Wherein we write down some stuff that we know.

Institutional Knowledge header image 2

Dealing with Downtime

August 28th, 2007 · No Comments

Yesterday we were cruising right along in the portal. Things were looking quite good for the first day of the fall term. We were sustaining over 1,500 concurrent users, but let me stop here for just a second and visit what this means. Before we were running uPortal we ran another “monolithic” portal product and it suffered from severe performance problems, especially under high load at peak times. I could argue how “monolithic” it was since many of the components were on different pieces of hardware, but I’ll let it slide because there was no effort made to distinguish the different applications from “the portal.”

We currently run two production app servers (Tomcat, Java 5, Dell 2850s) and yes, we keep the portal as simple as possible. People login, and then they go to e-mail, WebCT, or PeopleSoft. So what makes the portal different from a static HTML page with links? Two things. We know who you are and to some extent what you do on campus, so we show you things that are appropriate for your group. The real killer app is single sign-on, which in our case is CAS. You login once, and then we can get you to all these other applications, safely, without having the user login again.

Anyway, back to our Monday debacle. A big requirement of the initial uPortal deployment was that it had to stand up to peak demand, and by all measurements the portal meets and exceeds this requirement. So, where did it all go wrong? It all started deep in the core of the network…

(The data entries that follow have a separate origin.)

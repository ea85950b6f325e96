//! Records persisted in the key/value store and the hydrated views built from them.

use std::collections::{BTreeMap, BTreeSet};

use chrono::{DateTime, Utc};
use serde::{Deserialize, Serialize};

use super::ids::{DocId, ThreadId};
use super::state::StateSet;

/// Per-message metadata written once at insertion (`doc/<docid>`).
#[derive(Debug, Clone, PartialEq, Serialize, Deserialize)]
pub struct MessageRecord {
    pub safe_msgid: String,
    pub subject: String,
    pub date: DateTime<Utc>,
    /// Sender in `Name <addr>` form.
    pub from: String,
    pub to: Vec<String>,
    pub cc: Vec<String>,
    pub has_attachment: bool,
    /// Caller-defined extension fields.
    pub extra: BTreeMap<String, String>,
}

/// One node of a thread tree: a message or a pseudo-root, plus its replies.
#[derive(Debug, Clone, PartialEq, Eq, Serialize, Deserialize)]
pub struct ThreadNode {
    pub id: ThreadId,
    pub children: Vec<ThreadNode>,
}

impl ThreadNode {
    pub fn leaf(id: ThreadId) -> Self {
        Self {
            id,
            children: Vec::new(),
        }
    }

    /// All node ids in pre-order.
    pub fn flatten(&self) -> Vec<ThreadId> {
        let mut out = Vec::new();
        self.walk(0, &mut |node, _| out.push(node.id));
        out
    }

    /// Real docids in pre-order; pseudo-roots are skipped.
    pub fn docids(&self) -> Vec<DocId> {
        self.flatten().into_iter().filter_map(ThreadId::docid).collect()
    }

    /// First real docid in pre-order.
    pub fn first_docid(&self) -> Option<DocId> {
        self.id
            .docid()
            .or_else(|| self.children.iter().find_map(ThreadNode::first_docid))
    }

    /// Visit every node with its depth, parents before children.
    pub fn walk<F: FnMut(&ThreadNode, usize)>(&self, depth: usize, f: &mut F) {
        f(self, depth);
        for child in &self.children {
            child.walk(depth + 1, f);
        }
    }
}

/// Thread summary written at (re)threading time (`thread/<id>`).
#[derive(Debug, Clone, PartialEq, Serialize, Deserialize)]
pub struct ThreadRecord {
    /// Subject of the first message in structure order.
    pub subject: String,
    /// Date of the newest member.
    pub date: DateTime<Utc>,
    /// Senders in structure order, without repeats.
    pub participants: Vec<String>,
    pub direct_recipients: BTreeSet<String>,
    pub indirect_recipients: BTreeSet<String>,
    /// Number of real messages.
    pub size: usize,
    pub structure: ThreadNode,
}

/// A message record joined with its mutable per-message data.
#[derive(Debug, Clone, PartialEq, Serialize)]
pub struct MessageInfo {
    pub docid: DocId,
    pub thread_id: ThreadId,
    #[serde(flatten)]
    pub record: MessageRecord,
    pub state: StateSet,
    pub labels: BTreeSet<String>,
    pub snippet: String,
}

/// A thread record joined with its derived aggregates.
#[derive(Debug, Clone, PartialEq, Serialize)]
pub struct ThreadInfo {
    pub thread_id: ThreadId,
    #[serde(flatten)]
    pub record: ThreadRecord,
    pub state: StateSet,
    pub labels: BTreeSet<String>,
    pub snippet: String,
    pub unread_participants: BTreeSet<String>,
}

/// Entry of [`crate::meta::MetaIndex::load_thread_messageinfos`]: a message,
/// or `None` for a pseudo-root, with its depth in the tree.
#[derive(Debug, Clone, PartialEq, Serialize)]
pub struct ThreadEntry {
    pub message: Option<MessageInfo>,
    pub depth: usize,
}

/// Last-seen record of a correspondent (`c/<email>`).
#[derive(Debug, Clone, PartialEq, Eq, Serialize, Deserialize)]
pub struct Contact {
    pub name: Option<String>,
    pub email: String,
    /// Unix seconds.
    pub timestamp: i64,
}

#[cfg(test)]
mod tests {
    use super::*;

    fn real(n: u64) -> ThreadId {
        ThreadId::Real(DocId(n))
    }

    #[test]
    fn test_flatten_and_docids_skip_pseudo() {
        let tree = ThreadNode {
            id: ThreadId::Pseudo(DocId(3)),
            children: vec![
                ThreadNode {
                    id: real(3),
                    children: vec![ThreadNode::leaf(real(5))],
                },
                ThreadNode::leaf(real(4)),
            ],
        };
        assert_eq!(
            tree.flatten(),
            vec![ThreadId::Pseudo(DocId(3)), real(3), real(5), real(4)]
        );
        assert_eq!(tree.docids(), vec![DocId(3), DocId(5), DocId(4)]);
        assert_eq!(tree.first_docid(), Some(DocId(3)));
    }

    #[test]
    fn test_walk_depths() {
        let tree = ThreadNode {
            id: real(1),
            children: vec![ThreadNode {
                id: real(2),
                children: vec![ThreadNode::leaf(real(3))],
            }],
        };
        let mut depths = Vec::new();
        tree.walk(0, &mut |n, d| depths.push((n.id, d)));
        assert_eq!(depths, vec![(real(1), 0), (real(2), 1), (real(3), 2)]);
    }
}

The day the core network died

Around 2:30pm we noticed that network connectivity was gone. I think it’s time to interject a small quote from Rands.

The fact that a computer without an Internet connection is essentially a very expensive DVD player is a recent development, but the fact is, when I sit down at my MacBook and there is no wireless I think, “Well, I could play Bejeweled, right?”

When the network goes funky CAS can lose touch with LDAP and without LDAP it can’t authenticate people. Our killer app is useless at that point and that’s when you know things aren’t going well. You also know your day is about to get worse, because the only solution is to bounce tomcat. This, of course, means (in our current configuration) we lose any existing user sessions. So, as soon as we are back up, we are inundated with a wave of people needing to re-authenticate. CAS was a “little” slow, but it eventually slogged through the onslaught of requests.

So, what’s with the odd bump in portal sessions after the network recovered? Scott surmised that it was phantom sessions. When the network went down many people probably closed their browser windows, killing their current session on the browser side but not on the portal side. After the server-side timeout was hit, the sessions (on the server) started to drop as Scott predicted.

Luckily we were in communication with the help desks and they were able to explain to people what was going on. It looks like a CAS 3.1 cluster could be useful sooner rather than later.

Tags: Portal